Kashmiri Pandit food caught my eye a few months ago and I’ve since been obsessed with trying to recreate its flavours in my own kitchen. The difference between Kashmiri Hindu and Muslim cuisines is that the former uses quite a bit of asafoetida and yoghurt, whereas the latter depends on onion and garlic to create the base flavour of their dishes. The Kashmiri pandits don’t eat beef and both chicken and eggs are a more recent addition to their cuisine. Even the cuts of mutton that Kashmiri Pandits choose to eat are fatty cuts from the breast, neck, tail, loin and the fatty portion of the intestines.
We see a strong Awadhi influence in the food of the Kashmiri Pandits, who fry their meats in oil and yoghurt together with spices for quite some time. A typical Kashmiri Pandit gravy would have a base of hing (asafoetida), saunf (fennel seeds) and sonth (dry ginger) with yoghurt. This recipe for Shab Deg is one where mutton is cooked together with turnips long and slow to yield a deeply savoury taste. Shab stands for evening and Deg is the large vessel or pot it is cooked in, so Shab Deg is essentially mutton that is cooked through the evening in a deg that has been sealed tight, either by way of a heavy weight on top, foil, or a pardah / rolled out dough that traps the steam inside the deg, allowing everything to slow cook for a couple of hours.
A few pointers: I found that my packet garam masala did not work as well as a freshly pounded one for this recipe. The garam masalas I used here were badi elaichi, choti elaichi, laung, kali mirch, jeera, saunf, dalchini, tejpatta, star anise, javitri, jaiphal, laung and star anise. Before soaking the saffron in milk, on a mildly hot flat pan, heat the saffron strands gently, so as to dry roast them, then crumble into the milk. This helps extract the true flavour of the saffron.
Mutton 1 kg (ask your mutton shop for fatty cuts)
Ghee/ Mustard Oil 7 tbsp
Bay leaves 2
Black Cardamoms 2, crushed
Asafoetida 1/2 tsp mixed together with water
Sonth or Dry Ginger Powder 2 tsp
Ground cumin 1 tsp
Salt 1 tsp
Kashmiri Chilli Powder 1 tsp
Turnips 500g or an equal amount of Kohlrabi
Turmeric powder 1 tsp
Fennel powder 2 tsp
Sugar 3 tsp
Almond paste 1 1/2 tbsp
Poppy seed paste 2 tsp
Water approximately 4 cups
Saffron a large pinch of strands, soaked in 2 tbsp warm milk
Garam Masala (see pointers above) 1 tsp
Coriander leaves for garnishing
Clean and cut the mutton pieces into medium sized chunks. In a deg or a heavy and deep bottomed vessel heat the ghee/mustard oil till it has reached smoking point. Add the bay leaves, cardamom, cloves, asafoetida and fry for a minute until they are sizzling.
Add in the pieces of mutton and fry this for about 4 minutes.

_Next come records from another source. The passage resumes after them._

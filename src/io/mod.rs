//! I/O module: BGZF compression and the BAM/BAI formats
//!
//! Everything here streams: readers hold one decompressed block and one
//! record at a time regardless of file size.

pub mod bam;
pub mod bgzf;

pub use bam::{BaiIndex, BamReader, BamWriter, Header, Record};
pub use bgzf::{BgzfReader, BgzfWriter, VirtualOffset};
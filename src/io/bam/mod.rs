//! Native BAM (Binary Alignment Map) support.
//!
//! - [`header`]: magic, SAM text and reference dictionary
//! - [`record`]: alignment record decoding and encoding, built on
//!   [`cigar`], [`sequence`] and [`tags`]
//! - [`reader`] / [`writer`]: streaming access over BGZF
//! - [`index`] / [`region`]: BAI indexes and region queries
//!
//! # Example
//!
//! ```no_run
//! use bamtally::io::bam::{BaiIndex, BamReader};
//!
//! # fn main() -> bamtally::Result<()> {
//! let index = BaiIndex::from_path("alignments.bam.bai")?;
//! let mut bam = BamReader::from_path("alignments.bam")?;
//!
//! for record in bam.query(&index, "chr1:1,000,000-1,001,000")? {
//!     let record = record?;
//!     println!("{} mapq={}", record.name, record.mapq);
//! }
//! # Ok(())
//! # }
//! ```

pub mod cigar;
pub mod header;
pub mod index;
pub mod reader;
pub mod record;
pub mod region;
pub mod sequence;
pub mod tags;
pub mod writer;

pub use cigar::{decode_cigar, encode_cigar, CigarOp};
pub use header::{read_header, write_header, Header, Reference};
pub use index::{build_index, BaiIndex, Bin, Chunk, IndexBuilder, ReferenceIndex};
pub use reader::{BamReader, Records, RegionQuery};
pub use record::{decode_record, encode_record, Record};
pub use region::{Region, ResolvedRegion};
pub use sequence::{decode_sequence, encode_sequence};
pub use tags::{decode_tags, encode_tags, ArrayValue, Tag, TagValue, Tags};
pub use writer::BamWriter;
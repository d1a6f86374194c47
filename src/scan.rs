//! Scan driver: open a BAM, find its index, stream records through the
//! filter pipeline.
//!
//! File handles live inside the readers created here and are closed when
//! the scan returns, whether it succeeded or not.

use crate::error::{Error, Result};
use crate::filter::{count_reads, FilterConfig, ReadCounts};
use crate::io::bam::{build_index, BaiIndex, BamReader};
use std::io;
use std::path::{Path, PathBuf};

/// Index file names tried for `bam_path`, in order: `<bam>.bai`, then the
/// BAM name with its extension replaced by `.bai`.
pub fn index_candidates(bam_path: &Path) -> Vec<PathBuf> {
    let mut appended = bam_path.as_os_str().to_owned();
    appended.push(".bai");

    let mut candidates = vec![PathBuf::from(appended)];
    let replaced = bam_path.with_extension("bai");
    if !candidates.contains(&replaced) {
        candidates.push(replaced);
    }
    candidates
}

/// First existing index file for `bam_path`.
pub fn locate_index(bam_path: &Path) -> Option<PathBuf> {
    index_candidates(bam_path).into_iter().find(|p| p.is_file())
}

/// Build an index for `bam_path` and write it to `<bam>.bai`.
///
/// Returns the index and where it was written.
pub fn build_index_file(bam_path: &Path) -> Result<(BaiIndex, PathBuf)> {
    let mut reader = BamReader::from_path(bam_path)?;
    let index = build_index(&mut reader)?;

    let mut index_path = bam_path.as_os_str().to_owned();
    index_path.push(".bai");
    let index_path = PathBuf::from(index_path);
    index.to_path(&index_path)?;

    tracing::info!(bam = %bam_path.display(), index = %index_path.display(), "wrote index");
    Ok((index, index_path))
}

/// Load the index for `bam_path`.
///
/// An explicit path is used as is. Otherwise the usual companion names are
/// tried; if none exists the index is built when `build_if_missing` is set
/// and reported as a not-found I/O error when it is not.
pub fn load_index(
    bam_path: &Path,
    explicit: Option<&Path>,
    build_if_missing: bool,
) -> Result<BaiIndex> {
    if let Some(path) = explicit {
        tracing::debug!(index = %path.display(), "loading index");
        return BaiIndex::from_path(path);
    }

    if let Some(path) = locate_index(bam_path) {
        tracing::debug!(index = %path.display(), "loading index");
        return BaiIndex::from_path(path);
    }

    if build_if_missing {
        tracing::info!(bam = %bam_path.display(), "no index found, building one");
        return build_index_file(bam_path).map(|(index, _)| index);
    }

    let tried: Vec<String> = index_candidates(bam_path)
        .iter()
        .map(|p| p.display().to_string())
        .collect();
    Err(Error::Io(io::Error::new(
        io::ErrorKind::NotFound,
        format!("no BAI index for {} (tried {})", bam_path.display(), tried.join(", ")),
    )))
}

/// Count reads overlapping `region` in `bam_path`.
///
/// # Example
///
/// ```no_run
/// use bamtally::filter::FilterConfig;
/// use bamtally::scan::{load_index, scan_region};
/// use std::path::Path;
///
/// # fn main() -> bamtally::Result<()> {
/// let bam = Path::new("input.bam");
/// let index = load_index(bam, None, false)?;
/// let counts = scan_region(bam, &index, "chr1:10000-20000", &FilterConfig::default())?;
/// println!("Total on-target reads: {}", counts.on_target);
/// # Ok(())
/// # }
/// ```
pub fn scan_region(
    bam_path: &Path,
    index: &BaiIndex,
    region: &str,
    config: &FilterConfig,
) -> Result<ReadCounts> {
    let mut reader = BamReader::from_path(bam_path)?;
    let query = reader.query(index, region)?;
    tracing::debug!(region, chunks = query.chunks().len(), "scanning region");

    let counts = count_reads(query, config)?;
    log_summary(bam_path, Some(region), &counts);
    Ok(counts)
}

/// Count every record in `bam_path`, without an index.
pub fn scan_file(bam_path: &Path, config: &FilterConfig) -> Result<ReadCounts> {
    let mut reader = BamReader::from_path(bam_path)?;
    let counts = count_reads(reader.records(), config)?;
    log_summary(bam_path, None, &counts);
    Ok(counts)
}

fn log_summary(bam_path: &Path, region: Option<&str>, counts: &ReadCounts) {
    tracing::info!(
        bam = %bam_path.display(),
        region = region.unwrap_or("*"),
        on_target = counts.on_target,
        high_quality = counts.high_quality,
        filtered = counts.filtered(),
        skipped_unmapped = counts.skipped_unmapped,
        skipped_all_n = counts.skipped_all_n,
        "scan complete"
    );
}

#[cfg(test)]
mod tests {
    use super::*;
    use std::fs;
    use tempfile::tempdir;

    #[test]
    fn test_index_candidates() {
        let candidates = index_candidates(Path::new("/data/sample.bam"));
        assert_eq!(
            candidates,
            vec![
                PathBuf::from("/data/sample.bam.bai"),
                PathBuf::from("/data/sample.bai")
            ]
        );
    }

    #[test]
    fn test_locate_index_prefers_appended_name() {
        let dir = tempdir().unwrap();
        let bam = dir.path().join("x.bam");
        assert_eq!(locate_index(&bam), None);

        fs::write(dir.path().join("x.bai"), b"").unwrap();
        assert_eq!(locate_index(&bam), Some(dir.path().join("x.bai")));

        fs::write(dir.path().join("x.bam.bai"), b"").unwrap();
        assert_eq!(locate_index(&bam), Some(dir.path().join("x.bam.bai")));
    }

    #[test]
    fn test_missing_index_is_not_found() {
        let dir = tempdir().unwrap();
        let err = load_index(&dir.path().join("x.bam"), None, false).unwrap_err();
        match err {
            Error::Io(e) => assert_eq!(e.kind(), io::ErrorKind::NotFound),
            other => panic!("expected Io, got {:?}", other),
        }
    }

    #[test]
    fn test_missing_bam_is_io_error() {
        let dir = tempdir().unwrap();
        let err = scan_file(&dir.path().join("missing.bam"), &FilterConfig::default()).unwrap_err();
        assert!(matches!(err, Error::Io(_)));
    }
}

Meanwhile, mix together the yoghurt with the dry ginger powder, ground cumin, salt, chilli powder and add this to the pan. Keep stirring this mixture together and keep stirring it till it comes up to a boil. You want to keep frying the meat till it turns a good brown in colour. Add some teaspoons of water periodically.
Once it has browned, add in the sugar, turmeric powder, fennel powder the almond and the poppy seed pastes and fry for another minute till properly combined. Add to this the 4 cups of water and fish out the mutton pieces. Strain the gravy to remove the whole spices and introduce the mutton pieces back into the gravy and bring this up to a boil. Once it comes to a boil, turn the heat to the flame to low and seal the vessel with a fitted lid and put a weight on top to trap the steam inside. Leave this to cook on low all the way up till the meat becomes tender but not completely done.
Add in the turnips when the meat reaches this stage and once again, cook this covered slow all the way up till the turnips turn soft.
When the turnips are done and little gravy remains, add in the garam masala and the saffron soaked in milk. Mix everything gently being careful to not break the turnips or break down the mutton. Taste for salt.
Garnish this with fresh coriander and serve hot with steamed rice. I served it with pav and it was quite good with it too.